Kalbimizin dehlizlerinde yirmi bin fersah yolculuk
Kendi içine inmeye çalışmak, kendi yaşam pratiklerini sorgulamak yerine suskunluk sarmalına hapsolmayı uygun görüyorlar, çünkü konfor alanları bunu gerektiriyor. Ama konfor alanımızın içindeki her şey her zaman etik ve güzel olmayabiliyor. İnsan kendi içine inmedikçe değişemiyor ve geleceğin bir aktörü değil sadece edilgen bir izleyicisi oluyor.
“Nemo in sese tentat descendere”, der Romalı şair Persius. Ama kimse kendi içine inmeye çalışmaz.

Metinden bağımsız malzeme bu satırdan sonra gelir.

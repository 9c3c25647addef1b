//! Domain types for the bus bot.
//!
//! This module contains the validated timetable model. All types enforce
//! their invariants at construction time, so code that receives these
//! types can trust their validity.

mod departure;
mod route;
mod service_type;
mod time;

pub use departure::Departure;
pub use route::{Period, Route, Schedule};
pub use service_type::ServiceType;
pub use time::{DepartureTime, TimeError};
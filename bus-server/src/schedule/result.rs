//! Structured lookup results handed to the reply layer.
//!
//! Every outcome, including failures, is a variant of [`ScheduleResult`]
//! with a fixed set of fields. The JSON form carries a `status` tag and
//! is what the reply writer sees.

use serde::{Deserialize, Serialize};

use crate::domain::{Departure, DepartureTime, Route, ServiceType};

/// A query as produced by entity extraction.
#[derive(Debug, Clone, Default, PartialEq, Eq, Serialize, Deserialize)]
pub struct ScheduleQuery {
    /// Destination keyword, e.g. "farengipete"
    pub search_term: Option<String>,

    /// Time in HH:MM format
    pub target_time: Option<String>,
}

impl ScheduleQuery {
    pub fn new(search_term: impl Into<String>, target_time: impl Into<String>) -> Self {
        Self {
            search_term: Some(search_term.into()),
            target_time: Some(target_time.into()),
        }
    }
}

/// Route details carried through to the reply.
#[derive(Debug, Clone, PartialEq, Eq, Serialize)]
pub struct RouteInfo {
    /// Route display name
    pub destination: String,

    pub service_type: ServiceType,

    /// Conductor's phone number
    pub contact: Option<String>,

    pub note: Option<String>,
}

impl From<&Route> for RouteInfo {
    fn from(route: &Route) -> Self {
        Self {
            destination: route.name.clone(),
            service_type: route.service_type,
            contact: route.contact.clone(),
            note: route.note.clone(),
        }
    }
}

/// Departures listed in a `found` result.
#[derive(Debug, Clone, PartialEq, Eq, Serialize)]
#[serde(untagged)]
pub enum FoundBuses {
    Single {
        buses: Vec<Departure>,
    },
    DualStand {
        college_buses: Vec<Departure>,
        main_stand_buses: Vec<Departure>,
    },
}

/// Upcoming buses on a matched route.
#[derive(Debug, Clone, PartialEq, Eq, Serialize)]
pub struct Found {
    pub search_term: String,
    pub target_time: DepartureTime,
    #[serde(flatten)]
    pub route: RouteInfo,
    #[serde(flatten)]
    pub buses: FoundBuses,
}

/// The route was matched but every bus has already left.
#[derive(Debug, Clone, PartialEq, Eq, Serialize)]
pub struct TooLate {
    pub search_term: String,
    pub target_time: DepartureTime,
    pub last_bus_time: DepartureTime,
    #[serde(flatten)]
    pub route: RouteInfo,
}

/// The route was matched but has no departures listed.
#[derive(Debug, Clone, PartialEq, Eq, Serialize)]
pub struct NotFound {
    pub search_term: String,
    pub target_time: DepartureTime,
    pub off_peak_message: Option<String>,
    #[serde(flatten)]
    pub route: RouteInfo,
}

/// Outcome of a schedule lookup.
#[derive(Debug, Clone, PartialEq, Eq, Serialize)]
#[serde(tag = "status", rename_all = "snake_case")]
pub enum ScheduleResult {
    Found(Found),
    NotFound(NotFound),
    TooLate(TooLate),

    /// No route has the search term as a keyword.
    NoRoute {
        search_term: String,
        target_time: DepartureTime,
        /// Names of every route in the timetable
        known_routes: Vec<String>,
    },

    /// The search term or target time is missing or malformed.
    NotUnderstood {
        search_term: Option<String>,
        target_time: Option<String>,
    },

    /// The timetable could not be loaded.
    Error { message: String },
}

impl ScheduleResult {
    /// The `status` tag as it appears in JSON.
    pub fn status(&self) -> &'static str {
        match self {
            ScheduleResult::Found(_) => "found",
            ScheduleResult::NotFound(_) => "not_found",
            ScheduleResult::TooLate(_) => "too_late",
            ScheduleResult::NoRoute { .. } => "no_route",
            ScheduleResult::NotUnderstood { .. } => "not_understood",
            ScheduleResult::Error { .. } => "error",
        }
    }
}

Twitter’da 280 karaktere sığdırılan düşünceler, Instagram’ın filtreleriyle kusursuzlaşan duygular ve yaşantılar, WhatsApp’ta emojilerle yapılan kelime tasarrufları, N-95 maskelerin ardına gizlenmiş donuk mimikler…
Herkes kendi içine indiğinde göreceklerinden, dokunacaklarından ve yüzleşeceklerinden endişeli; görselliğin sığ sularında veya maskelerin sterilliğinde günü kurtarmaya çabalıyor, yarının ne getireceğinden bihaber.
Akşam bültenlerini açtığında yakılarak katledildiği söylenen üç Suriyeli gence dair can yakan iddiaları dinleyince içindeki yabancı düşmanlığı ile merhamet arasındaki mücadelede kimin galip geleceğini bilemiyor.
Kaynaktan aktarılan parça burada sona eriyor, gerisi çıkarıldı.